The following graph has the scores of 100 randomly selected students from my recent ESMA 3102 classes
attach(examscores)
head(examscores)
## Exam Score
## 1 Exam 1 115
## 2 Exam 1 35
## 3 Exam 1 15
## 4 Exam 1 80
## 5 Exam 1 50
## 6 Exam 1 45
splot(Score, Exam, add.line = 1)
slr(Score, Exam)
## The least squares regression equation is:
## Score = 51.47 + 4.62 Exam
## R^2 = 0.79%
Notice the following feature:
\[ \text{Exam 2} = 32.1 + 0.466 \text{ Exam 1} \]
What does this mean?
Students who did well in the first exam tended to do well also in the second exam (\(\beta_1 > 0\)) but not as well as in the first one (\(\beta_1 < 1\))
Students who did badly in the first exam tended to do badly also in the second exam (\(\beta_1 > 0\)) but not as badly as in the first one (\(\beta_1 < 1\))
What explains this? Maybe:
Students who did well on exam 1 didn’t think they had to work so hard on exam 2, so they were lazy?

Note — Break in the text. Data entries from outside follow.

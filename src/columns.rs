//! Typed column access on RecordBatches.

use std::sync::Arc;

use arrow::{
    array::{Array, ArrayRef, Date32Array, Int64Array, RecordBatch, StringArray},
    datatypes::{Field, Schema},
};

use crate::error::{Error, Result};

/// Returns the index of `name` in the batch schema.
pub(crate) fn index_of(batch: &RecordBatch, name: &str) -> Result<usize> {
    batch
        .schema()
        .column_with_name(name)
        .map(|(idx, _)| idx)
        .ok_or_else(|| Error::column_not_found(name))
}

fn downcast<'a, A: Array + 'static>(
    batch: &'a RecordBatch,
    name: &str,
    expected: &str,
) -> Result<&'a A> {
    let idx = index_of(batch, name)?;
    let col = batch.column(idx);
    col.as_any().downcast_ref::<A>().ok_or_else(|| {
        Error::schema_mismatch(format!(
            "column '{}' has type {}, expected {}",
            name,
            col.data_type(),
            expected
        ))
    })
}

/// Returns a Utf8 column by name.
pub(crate) fn text<'a>(batch: &'a RecordBatch, name: &str) -> Result<&'a StringArray> {
    downcast::<StringArray>(batch, name, "Utf8")
}

/// Returns an Int64 column by name.
pub(crate) fn int64<'a>(batch: &'a RecordBatch, name: &str) -> Result<&'a Int64Array> {
    downcast::<Int64Array>(batch, name, "Int64")
}

/// Returns a Date32 column by name.
pub(crate) fn date32<'a>(batch: &'a RecordBatch, name: &str) -> Result<&'a Date32Array> {
    downcast::<Date32Array>(batch, name, "Date32")
}

/// Reads an optional string cell.
pub(crate) fn text_value(arr: &StringArray, row: usize) -> Option<&str> {
    if arr.is_null(row) {
        None
    } else {
        Some(arr.value(row))
    }
}

/// Replaces the column at `idx`, keeping the field name and nullability.
///
/// The field type follows the new array.
pub(crate) fn replace(batch: &RecordBatch, idx: usize, array: ArrayRef) -> Result<RecordBatch> {
    let schema = batch.schema();
    let fields: Vec<Field> = schema
        .fields()
        .iter()
        .enumerate()
        .map(|(i, field)| {
            if i == idx {
                Field::new(field.name(), array.data_type().clone(), field.is_nullable())
            } else {
                field.as_ref().clone()
            }
        })
        .collect();

    let mut arrays: Vec<ArrayRef> = batch.columns().to_vec();
    arrays[idx] = array;

    let new_schema = Arc::new(Schema::new_with_metadata(fields, schema.metadata().clone()));
    RecordBatch::try_new(new_schema, arrays).map_err(Error::Arrow)
}

/// Counts rows whose value in a Utf8 column differs between two batches.
pub(crate) fn count_changed(before: &RecordBatch, after: &RecordBatch, name: &str) -> Result<usize> {
    let a = text(before, name)?;
    let b = text(after, name)?;
    if a.len() != b.len() {
        return Err(Error::schema_mismatch(format!(
            "cannot compare column '{}' across {} and {} rows",
            name,
            a.len(),
            b.len()
        )));
    }
    Ok((0..a.len())
        .filter(|&i| text_value(a, i) != text_value(b, i))
        .count())
}

#[cfg(test)]
mod tests {
    use arrow::datatypes::DataType;

    use super::*;

    fn create_test_batch() -> RecordBatch {
        let schema = Arc::new(Schema::new(vec![
            Field::new("company", DataType::Utf8, true),
            Field::new("total_laid_off", DataType::Int64, true),
        ]));
        RecordBatch::try_new(
            schema,
            vec![
                Arc::new(StringArray::from(vec![Some("Acme"), None])),
                Arc::new(Int64Array::from(vec![Some(10), None])),
            ],
        )
        .ok()
        .unwrap_or_else(|| panic!("Should create batch"))
    }

    #[test]
    fn test_typed_access() {
        let batch = create_test_batch();
        let company = text(&batch, "company").ok().unwrap_or_else(|| panic!("text"));
        assert_eq!(text_value(company, 0), Some("Acme"));
        assert_eq!(text_value(company, 1), None);
        assert!(int64(&batch, "total_laid_off").is_ok());
    }

    #[test]
    fn test_wrong_type_is_schema_mismatch() {
        let batch = create_test_batch();
        assert!(matches!(
            text(&batch, "total_laid_off"),
            Err(Error::SchemaMismatch { .. })
        ));
        assert!(matches!(
            date32(&batch, "company"),
            Err(Error::SchemaMismatch { .. })
        ));
    }

    #[test]
    fn test_missing_column() {
        let batch = create_test_batch();
        assert!(matches!(
            index_of(&batch, "country"),
            Err(Error::ColumnNotFound { .. })
        ));
    }

    #[test]
    fn test_replace_changes_type() {
        let batch = create_test_batch();
        let replaced = replace(
            &batch,
            1,
            Arc::new(StringArray::from(vec![Some("10"), None])),
        )
        .ok()
        .unwrap_or_else(|| panic!("Should replace"));
        assert_eq!(replaced.schema().field(1).data_type(), &DataType::Utf8);
        assert_eq!(replaced.schema().field(1).name(), "total_laid_off");
    }

    #[test]
    fn test_count_changed() {
        let before = create_test_batch();
        let after = replace(
            &before,
            0,
            Arc::new(StringArray::from(vec![Some("Acme"), Some("New")])),
        )
        .ok()
        .unwrap_or_else(|| panic!("Should replace"));
        assert_eq!(count_changed(&before, &after, "company").ok(), Some(1));
    }
}
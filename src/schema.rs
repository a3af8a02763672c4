//! Column names and Arrow schemas for the layoff table.

use std::sync::Arc;

use arrow::datatypes::{DataType, Field, Schema, SchemaRef};

use crate::error::{Error, Result};

/// Company name.
pub const COMPANY: &str = "company";
/// Office or city affected.
pub const LOCATION: &str = "location";
/// Industry sector.
pub const INDUSTRY: &str = "industry";
/// Head count laid off.
pub const TOTAL_LAID_OFF: &str = "total_laid_off";
/// Share of the workforce laid off, kept as text.
pub const PERCENTAGE_LAID_OFF: &str = "percentage_laid_off";
/// Event date; text in the source, `Date32` once cleaned.
pub const DATE: &str = "date";
/// Funding stage of the company.
pub const STAGE: &str = "stage";
/// Country of the event.
pub const COUNTRY: &str = "country";
/// Funds raised, in millions.
pub const FUNDS_RAISED_MILLIONS: &str = "funds_raised_millions";
/// Transient duplicate rank.
pub const ROW_NUM: &str = "row_num";
/// Transient ingest position of each row, used in error reports.
pub const SOURCE_ROW: &str = "source_row";

/// Columns that exist only while the pipeline runs.
pub const TRANSIENT_COLUMNS: [&str; 2] = [ROW_NUM, SOURCE_ROW];

/// The nine data columns in source order. Together they form the duplicate key.
pub const KEY_COLUMNS: [&str; 9] = [
    COMPANY,
    LOCATION,
    INDUSTRY,
    TOTAL_LAID_OFF,
    PERCENTAGE_LAID_OFF,
    DATE,
    STAGE,
    COUNTRY,
    FUNDS_RAISED_MILLIONS,
];

fn fields(date_type: DataType) -> Vec<Field> {
    vec![
        Field::new(COMPANY, DataType::Utf8, true),
        Field::new(LOCATION, DataType::Utf8, true),
        Field::new(INDUSTRY, DataType::Utf8, true),
        Field::new(TOTAL_LAID_OFF, DataType::Int64, true),
        Field::new(PERCENTAGE_LAID_OFF, DataType::Utf8, true),
        Field::new(DATE, date_type, true),
        Field::new(STAGE, DataType::Utf8, true),
        Field::new(COUNTRY, DataType::Utf8, true),
        Field::new(FUNDS_RAISED_MILLIONS, DataType::Int64, true),
    ]
}

/// Schema of the source table, with `date` as free text.
pub fn source_schema() -> SchemaRef {
    Arc::new(Schema::new(fields(DataType::Utf8)))
}

/// Schema of the cleaned table, with `date` as `Date32`.
pub fn cleaned_schema() -> SchemaRef {
    Arc::new(Schema::new(fields(DataType::Date32)))
}

/// Checks that `schema` carries the nine data columns with the source types.
///
/// Extra columns are tolerated; `date` may already be `Date32`.
///
/// # Errors
///
/// Returns [`Error::ColumnNotFound`] for a missing column and
/// [`Error::SchemaMismatch`] for a column of the wrong type.
pub fn check_columns(schema: &Schema) -> Result<()> {
    for expected in source_schema().fields() {
        let (_, field) = schema
            .column_with_name(expected.name())
            .ok_or_else(|| Error::column_not_found(expected.name()))?;

        let date_ok = expected.name() == DATE && field.data_type() == &DataType::Date32;
        if field.data_type() != expected.data_type() && !date_ok {
            return Err(Error::schema_mismatch(format!(
                "column '{}' has type {}, expected {}",
                expected.name(),
                field.data_type(),
                expected.data_type()
            )));
        }
    }
    Ok(())
}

Students who did badly on exam 1 knew they had to work harder on exam 2?
Other arguments?
Maybe, but maybe this is just
Regression to the Mean
The principle of regression to the mean was first described by Sir Francis Galton, one of the great scientists in history and one of the first statisticans (he also invented the term correlation). In one of his studies he measured the heights of 982 children and their parents (actually, fathers and sons).
attach(galton)
## The following objects are masked from galton (pos = 11):
##
## Child, Midparent
splot(Child, Midparent, add.line=1, jitter=TRUE)
Note that I “jittered” the data a bit because Galton measured the heights ot the nearest half inch, so there are a lot of repetitions.
Again we find:
slr(Child, Midparent)
## The least squares regression equation is:
## Child = 23.942 + 0.646 Midparent
## R^2 = 21.05%
and so \(0 < \beta_1 < 1\), which implies:
sons of tall fathers are tall, but not as tall as their fathers.
sons of small fathers are small, but not as small as their fathers.
And that is a good thing! (??)
Galton actually invented the term regression to the mean for this phenomena: extremes tend to regress (return) to the overall average.
Regression to the mean is one of the most missunderstood principles of statistics. There is always a tendency to look for a reason for this return to the average (student who did well on first exam got lazy and so did worse on second exam).
Here is a general description of when and how regression to the mean happens:
there is an “experiment” that results in a “score”
the scores are due in part to “skill” and in part to luck
the “high scorers” are “selected” and repeat the experiment
they still have the “skill” but will they again have the luck? certainly not all of them
Example Students take tests
Example Heights of fathers and sons
Example Traffic lights installed at an intersection after a series of accidents
Note that this does not say that there is no effect here, just that it may not be as great as it appears.
Example Students: there are students who really know the material
Example Heights: genetics
Example traffic lights: they do prevent accidents (mostly)
One feature of regression to the mean is that it works both ways: change “high” for “low” above and everything is still true.